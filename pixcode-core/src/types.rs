/******************************************************************************
   Author: Joaquín Béjar García
   Email: jb@taunais.com
   Date: 19/10/26
******************************************************************************/

//! Caller-facing value types.
//!
//! This module provides the structured results of the codec and the
//! payment orchestrator:
//! - [`ParsedPixData`] and [`AdditionalData`]: the output of parsing a payload
//! - [`PixCode`]: a generated payload with its transaction reference
//! - [`PaymentRequest`]: a payload plus its rendered image and expiry
//! - [`QrImage`] and [`ImageFormat`]: rendered image data
//! - [`SettlementStatus`] and [`PaymentStatus`]: settlement-status answers
//!
//! None of these are persisted; they live for a single call.

use base64::Engine as _;
use base64::engine::general_purpose::STANDARD;
use bytes::Bytes;
use chrono::{DateTime, Utc};
use num_derive::{FromPrimitive, ToPrimitive};
use rust_decimal::Decimal;
use serde::{Deserialize, Serialize};
use std::fmt;

/// Fields recovered from the additional data template (id `62`).
#[derive(Debug, Clone, Default, PartialEq, Eq, Serialize, Deserialize)]
#[serde(rename_all = "camelCase")]
pub struct AdditionalData {
    /// Reference label (sub-field `05`).
    #[serde(default, skip_serializing_if = "Option::is_none")]
    pub tx_id: Option<String>,
    /// Free-text description (sub-field `02`).
    #[serde(default, skip_serializing_if = "Option::is_none")]
    pub description: Option<String>,
}

impl AdditionalData {
    /// Returns true if neither sub-field was present.
    #[must_use]
    pub const fn is_empty(&self) -> bool {
        self.tx_id.is_none() && self.description.is_none()
    }
}

/// Structured result of parsing a BR Code payload.
#[derive(Debug, Clone, Default, PartialEq, Eq, Serialize, Deserialize)]
#[serde(rename_all = "camelCase")]
pub struct ParsedPixData {
    /// Transaction amount (id `54`).
    #[serde(default, skip_serializing_if = "Option::is_none")]
    pub amount: Option<Decimal>,
    /// Merchant name (id `59`).
    #[serde(default, skip_serializing_if = "Option::is_none")]
    pub merchant_name: Option<String>,
    /// Merchant city (id `60`).
    #[serde(default, skip_serializing_if = "Option::is_none")]
    pub merchant_city: Option<String>,
    /// Additional data template (id `62`).
    #[serde(default, skip_serializing_if = "Option::is_none")]
    pub additional_data: Option<AdditionalData>,
    /// PIX key from the merchant account information (id `26`, sub-field `01`).
    #[serde(default, skip_serializing_if = "Option::is_none")]
    pub pix_key: Option<String>,
    /// Numeric transaction currency (id `53`).
    #[serde(default, skip_serializing_if = "Option::is_none")]
    pub currency: Option<String>,
    /// Country code (id `58`).
    #[serde(default, skip_serializing_if = "Option::is_none")]
    pub country_code: Option<String>,
}

impl ParsedPixData {
    /// Returns the transaction id from the additional data, if any.
    #[must_use]
    pub fn tx_id(&self) -> Option<&str> {
        self.additional_data.as_ref()?.tx_id.as_deref()
    }

    /// Returns the description from the additional data, if any.
    #[must_use]
    pub fn description(&self) -> Option<&str> {
        self.additional_data.as_ref()?.description.as_deref()
    }
}

/// A generated payload, as returned to callers that render it themselves.
#[derive(Debug, Clone, PartialEq, Eq, Serialize, Deserialize)]
#[serde(rename_all = "camelCase")]
pub struct PixCode {
    /// The "copia e cola" payload text.
    pub pix_code: String,
    /// Transaction reference embedded in the payload, if any.
    pub tx_id: Option<String>,
    /// Requested amount; zero for open-amount codes.
    pub amount: Decimal,
    /// Text to be encoded in the QR symbol.
    pub qr_code_data: String,
}

/// Image formats a renderer may produce.
#[derive(Debug, Clone, Copy, PartialEq, Eq, Hash, Default, Serialize, Deserialize)]
#[serde(rename_all = "lowercase")]
pub enum ImageFormat {
    /// Scalable vector graphics.
    #[default]
    Svg,
    /// Portable network graphics.
    Png,
}

impl ImageFormat {
    /// Returns the MIME type of this format.
    #[must_use]
    pub const fn mime_type(self) -> &'static str {
        match self {
            Self::Svg => "image/svg+xml",
            Self::Png => "image/png",
        }
    }
}

impl fmt::Display for ImageFormat {
    fn fmt(&self, f: &mut fmt::Formatter<'_>) -> fmt::Result {
        f.write_str(self.mime_type())
    }
}

/// Rendered image of a payload.
#[derive(Debug, Clone, PartialEq, Eq, Serialize, Deserialize)]
pub struct QrImage {
    /// Format of `data`.
    pub format: ImageFormat,
    /// Encoded image bytes.
    pub data: Bytes,
}

impl QrImage {
    /// Creates a new image.
    #[must_use]
    pub fn new(format: ImageFormat, data: impl Into<Bytes>) -> Self {
        Self {
            format,
            data: data.into(),
        }
    }

    /// Returns the image as a `data:` URI with base64 content.
    #[must_use]
    pub fn to_data_uri(&self) -> String {
        format!(
            "data:{};base64,{}",
            self.format.mime_type(),
            STANDARD.encode(&self.data)
        )
    }

    /// Returns the image size in bytes.
    #[inline]
    #[must_use]
    pub fn len(&self) -> usize {
        self.data.len()
    }

    /// Returns true if the image has no data.
    #[inline]
    #[must_use]
    pub fn is_empty(&self) -> bool {
        self.data.is_empty()
    }
}

/// A payment request handed back to the caller. Not persisted.
#[derive(Debug, Clone, PartialEq, Eq, Serialize, Deserialize)]
#[serde(rename_all = "camelCase")]
pub struct PaymentRequest {
    /// The "copia e cola" payload text.
    pub pix_code: String,
    /// Generated transaction reference.
    pub tx_id: String,
    /// Requested amount.
    pub amount: Decimal,
    /// Rendered QR image of `pix_code`.
    pub qr_code_image: QrImage,
    /// Instant after which the request should no longer be shown.
    pub expires_at: DateTime<Utc>,
    /// Description embedded in the payload (before truncation).
    pub description: String,
    /// Plan the payment is for.
    pub plan_id: String,
}

impl PaymentRequest {
    /// Returns true if the request has expired at `now`.
    #[must_use]
    pub fn is_expired_at(&self, now: DateTime<Utc>) -> bool {
        now >= self.expires_at
    }
}

/// Settlement state of a payment.
#[derive(
    Debug, Clone, Copy, PartialEq, Eq, Hash, Serialize, Deserialize, FromPrimitive, ToPrimitive,
)]
#[repr(u8)]
#[serde(rename_all = "lowercase")]
pub enum PaymentStatus {
    /// Not yet settled.
    Pending = 0,
    /// Funds received.
    Completed = 1,
    /// Payment failed or was refused.
    Failed = 2,
}

impl PaymentStatus {
    /// Returns the lowercase wire name of this status.
    #[must_use]
    pub const fn as_str(self) -> &'static str {
        match self {
            Self::Pending => "pending",
            Self::Completed => "completed",
            Self::Failed => "failed",
        }
    }

    /// Returns true for terminal states.
    #[must_use]
    pub const fn is_final(self) -> bool {
        matches!(self, Self::Completed | Self::Failed)
    }
}

impl fmt::Display for PaymentStatus {
    fn fmt(&self, f: &mut fmt::Formatter<'_>) -> fmt::Result {
        f.write_str(self.as_str())
    }
}

/// Answer from a settlement-status provider.
#[derive(Debug, Clone, PartialEq, Eq, Serialize, Deserialize)]
#[serde(rename_all = "camelCase")]
pub struct SettlementStatus {
    /// Transaction queried.
    pub tx_id: String,
    /// Reported state.
    pub status: PaymentStatus,
    /// Settlement instant, set only when completed.
    pub paid_at: Option<DateTime<Utc>>,
    /// Settled amount, when the provider reports it.
    pub amount: Option<Decimal>,
    /// True when the answer did not come from a real settlement source.
    /// Simulated answers are advisory and never proof of payment.
    pub simulated: bool,
}

impl SettlementStatus {
    /// Creates a pending, non-simulated status for `tx_id`.
    #[must_use]
    pub fn pending(tx_id: impl Into<String>) -> Self {
        Self {
            tx_id: tx_id.into(),
            status: PaymentStatus::Pending,
            paid_at: None,
            amount: None,
            simulated: false,
        }
    }

    /// Creates a completed, non-simulated status for `tx_id`.
    #[must_use]
    pub fn completed(tx_id: impl Into<String>, paid_at: DateTime<Utc>, amount: Decimal) -> Self {
        Self {
            tx_id: tx_id.into(),
            status: PaymentStatus::Completed,
            paid_at: Some(paid_at),
            amount: Some(amount),
            simulated: false,
        }
    }

    /// Returns true only for a completed status from a real provider.
    #[must_use]
    pub const fn is_confirmed(&self) -> bool {
        matches!(self.status, PaymentStatus::Completed) && !self.simulated
    }
}
//! Payload Inspection Example
//!
//! Validates a "copia e cola" payload, lists its top-level fields and prints
//! the parsed result.
//!
//! ```text
//! cargo run -p pixcode-example --example inspect_code -- '<payload>'
//! ```

use pixcode::prelude::*;
use pixcode_example::{demo_merchant, init_logging};
use rust_decimal::Decimal;
use tracing::{error, info};

fn main() -> anyhow::Result<()> {
    init_logging();

    let payload = match std::env::args().nth(1) {
        Some(payload) => payload,
        None => {
            let merchant = demo_merchant();
            BrCode::new(
                merchant.pix_key,
                merchant.merchant_name,
                merchant.merchant_city,
            )
            .with_amount(Decimal::new(1000, 2))
            .with_tx_id("TX123")
            .with_description("Plano Mensal")
            .encode()?
        }
    };

    if !validate(&payload) {
        error!("Invalid payload: {}", payload);
        // Surface the precise reason.
        parse(&payload)?;
        return Ok(());
    }

    let raw = Decoder::new(&payload).decode()?;
    info!("Checksum: {}", raw.checksum());
    for field in raw.fields() {
        info!("  {} ({:>2}): {}", field.id, field.len(), field.as_str());
    }

    let data = parse(&payload)?;
    info!("PIX key: {}", data.pix_key.as_deref().unwrap_or("-"));
    info!("Merchant: {}", data.merchant_name.as_deref().unwrap_or("-"));
    info!("City: {}", data.merchant_city.as_deref().unwrap_or("-"));
    match data.amount {
        Some(amount) => info!("Amount: {}", amount),
        None => info!("Amount: open"),
    }
    info!("Transaction: {}", data.tx_id().unwrap_or("-"));
    info!("Description: {}", data.description().unwrap_or("-"));

    Ok(())
}
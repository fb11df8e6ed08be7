/******************************************************************************
   Author: Joaquín Béjar García
   Email: jb@taunais.com
   Date: 19/10/26
******************************************************************************/

//! SVG QR renderer.
//!
//! Encodes the payload bytes with the `qrcode` crate and emits a standalone
//! SVG document. The quiet zone is exactly [`RenderOptions::margin`] modules
//! wide on every side. Vector output ignores [`RenderOptions::quality`].

use crate::traits::{ErrorCorrection, QrRenderer, RenderOptions};
use async_trait::async_trait;
use pixcode_core::error::RenderError;
use pixcode_core::types::{ImageFormat, QrImage};
use qrcode::{Color, EcLevel, QrCode};
use std::fmt::Write as _;

impl From<ErrorCorrection> for EcLevel {
    fn from(level: ErrorCorrection) -> Self {
        match level {
            ErrorCorrection::Low => Self::L,
            ErrorCorrection::Medium => Self::M,
            ErrorCorrection::Quartile => Self::Q,
            ErrorCorrection::High => Self::H,
        }
    }
}

/// Renders payloads as SVG documents.
#[derive(Debug, Clone, Copy, Default)]
pub struct SvgQrRenderer;

impl SvgQrRenderer {
    /// Creates a new renderer.
    #[must_use]
    pub const fn new() -> Self {
        Self
    }

    /// Renders synchronously.
    ///
    /// The document's `viewBox` is measured in modules, symbol plus margin
    /// on both sides. Its pixel size is the smallest whole multiple of that
    /// count reaching [`RenderOptions::width`].
    ///
    /// # Errors
    /// Returns `RenderError::UnsupportedFormat` for non-SVG formats and
    /// `RenderError::Encode` if the text does not fit in a QR symbol.
    pub fn render_svg(
        &self,
        text: &str,
        options: &RenderOptions,
    ) -> Result<String, RenderError> {
        if options.format != ImageFormat::Svg {
            return Err(RenderError::UnsupportedFormat(options.format.to_string()));
        }

        let code =
            QrCode::with_error_correction_level(text.as_bytes(), options.error_correction.into())
                .map_err(|e| RenderError::Encode(e.to_string()))?;

        let modules = code.width();
        let margin = options.margin as usize;
        let size = modules + 2 * margin;
        let scale = (options.width as usize).div_ceil(size).max(1);
        let pixels = size * scale;

        let mut path = String::new();
        for (i, color) in code.to_colors().into_iter().enumerate() {
            if color == Color::Dark {
                let x = i % modules + margin;
                let y = i / modules + margin;
                // writing to a String cannot fail
                let _ = write!(path, "M{x} {y}h1v1h-1z");
            }
        }

        Ok(format!(
            concat!(
                r#"<?xml version="1.0" standalone="yes"?>"#,
                r#"<svg xmlns="http://www.w3.org/2000/svg" version="1.1" "#,
                r#"width="{pixels}" height="{pixels}" viewBox="0 0 {size} {size}" "#,
                r#"shape-rendering="crispEdges">"#,
                r#"<rect x="0" y="0" width="{size}" height="{size}" fill="{light}"/>"#,
                r#"<path fill="{dark}" d="{path}"/>"#,
                "</svg>"
            ),
            pixels = pixels,
            size = size,
            light = options.light_color,
            dark = options.dark_color,
            path = path,
        ))
    }
}

#[async_trait]
impl QrRenderer for SvgQrRenderer {
    async fn render(&self, text: &str, options: &RenderOptions) -> Result<QrImage, RenderError> {
        let svg = self.render_svg(text, options)?;
        Ok(QrImage::new(ImageFormat::Svg, svg.into_bytes()))
    }
}
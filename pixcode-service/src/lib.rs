/******************************************************************************
   Author: Joaquín Béjar García
   Email: jb@taunais.com
   Date: 19/10/26
******************************************************************************/

//! # PixCode Service
//!
//! Payment request orchestration on top of the BR Code codec.
//!
//! This crate provides:
//! - **PixService**: generates, validates and parses payloads and creates
//!   rendered payment requests
//! - **MerchantConfig**: explicit payee identity, loadable from the environment
//! - **ServiceConfig**: expiry, transaction-id prefix, render options and timeout
//! - **Builder API**: fluent wiring of merchant and collaborators

pub mod builder;
pub mod config;
pub mod service;
pub mod txid;

pub use builder::PixServiceBuilder;
pub use config::{MerchantConfig, ServiceConfig};
pub use service::{PixService, generate_pix_code};
pub use txid::generate_tx_id;
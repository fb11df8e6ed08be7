//! Payment Request Example
//!
//! Creates a rendered payment request, writes its QR image to disk and polls
//! the simulated settlement-status provider.
//!
//! ```text
//! PIX_KEY=contato@dinamica.com cargo run -p pixcode-example --example generate_payment
//! ```

use std::time::Duration;

use pixcode::prelude::*;
use pixcode_example::{demo_merchant, init_logging};
use rust_decimal::Decimal;
use tracing::{info, warn};

const PLAN_ID: &str = "mensal";
const OUTPUT_PATH: &str = "pix_payment.svg";

#[tokio::main]
async fn main() -> anyhow::Result<()> {
    init_logging();

    let amount = Decimal::new(4990, 2);
    let status_provider =
        SimulatedStatusProvider::with_delay(Duration::from_millis(250)).with_amount(amount);

    let service = PixServiceBuilder::new()
        .with_status_provider(status_provider)
        .merchant(demo_merchant())
        .config(ServiceConfig::new().with_render_timeout(Duration::from_secs(2)))
        .build()?;

    let request = service
        .create_pix_payment(amount, "Plano Mensal", PLAN_ID)
        .await?;

    info!("Transaction: {}", request.tx_id);
    info!("Expires at: {}", request.expires_at);
    info!("Copia e cola: {}", request.pix_code);

    tokio::fs::write(OUTPUT_PATH, &request.qr_code_image.data).await?;
    info!(
        "Wrote {} bytes of {} to {}",
        request.qr_code_image.len(),
        request.qr_code_image.format,
        OUTPUT_PATH
    );

    for attempt in 1..=5 {
        let status = service.check_pix_payment(&request.tx_id).await?;
        info!("Attempt {}: {}", attempt, status.status);
        if status.status.is_final() {
            if !status.is_confirmed() {
                warn!("Status is simulated and does not prove payment");
            }
            break;
        }
    }

    Ok(())
}
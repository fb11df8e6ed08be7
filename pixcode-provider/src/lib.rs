/******************************************************************************
   Author: Joaquín Béjar García
   Email: jb@taunais.com
   Date: 19/10/26
******************************************************************************/

//! # PixCode Provider
//!
//! External collaborators of a PIX payment request.
//!
//! This crate provides:
//! - **QrRenderer trait**: turns payload text into a scannable image
//! - **SvgQrRenderer**: `qrcode`-backed SVG renderer
//! - **SettlementStatusProvider trait**: swappable settlement-status source
//! - **InMemoryStatusProvider**: deterministic provider for tests and webhooks
//! - **SimulatedStatusProvider**: random, delayed, advisory-only answers

pub mod memory;
pub mod simulated;
pub mod svg;
pub mod traits;

pub use memory::InMemoryStatusProvider;
pub use simulated::SimulatedStatusProvider;
pub use svg::SvgQrRenderer;
pub use traits::{ErrorCorrection, QrRenderer, RenderOptions, SettlementStatusProvider};
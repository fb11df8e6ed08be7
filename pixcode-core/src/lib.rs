/******************************************************************************
   Author: Joaquín Béjar García
   Email: jb@taunais.com
   Date: 19/10/26
******************************************************************************/

//! # PixCode Core
//!
//! Core types, field identifiers, and error definitions for the PixCode
//! BR Code codec.
//!
//! This crate provides the fundamental building blocks used across all PixCode crates:
//! - **Error types**: Unified error handling with `thiserror`
//! - **Field types**: `FieldId`, `FieldRef`, `TlvField` and the well-known identifiers
//! - **Payload views**: `RawPayload` over a validated payload string
//! - **Value types**: `ParsedPixData`, `PixCode`, `PaymentRequest`, `SettlementStatus`
//!
//! ## Zero-Copy Design
//!
//! Decoding yields borrowed `FieldRef` views into the payload string; owned
//! `TlvField` values are only built when a caller asks for them.

pub mod error;
pub mod field;
pub mod message;
pub mod types;

pub use error::{
    ConfigError, DecodeError, EncodeError, PixError, RenderError, Result, StatusError,
};
pub use field::{FieldId, FieldRef, MAX_VALUE_LEN, TlvField};
pub use message::RawPayload;
pub use types::{
    AdditionalData, ImageFormat, ParsedPixData, PaymentRequest, PaymentStatus, PixCode, QrImage,
    SettlementStatus,
};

### REQUIRED WORK
Please find every line in the listing that holds the string "open" and copy it.

### RESULT OF THE TASK
    /// Requested amount; zero for open-amount codes.
        None => info!("Amount: open"),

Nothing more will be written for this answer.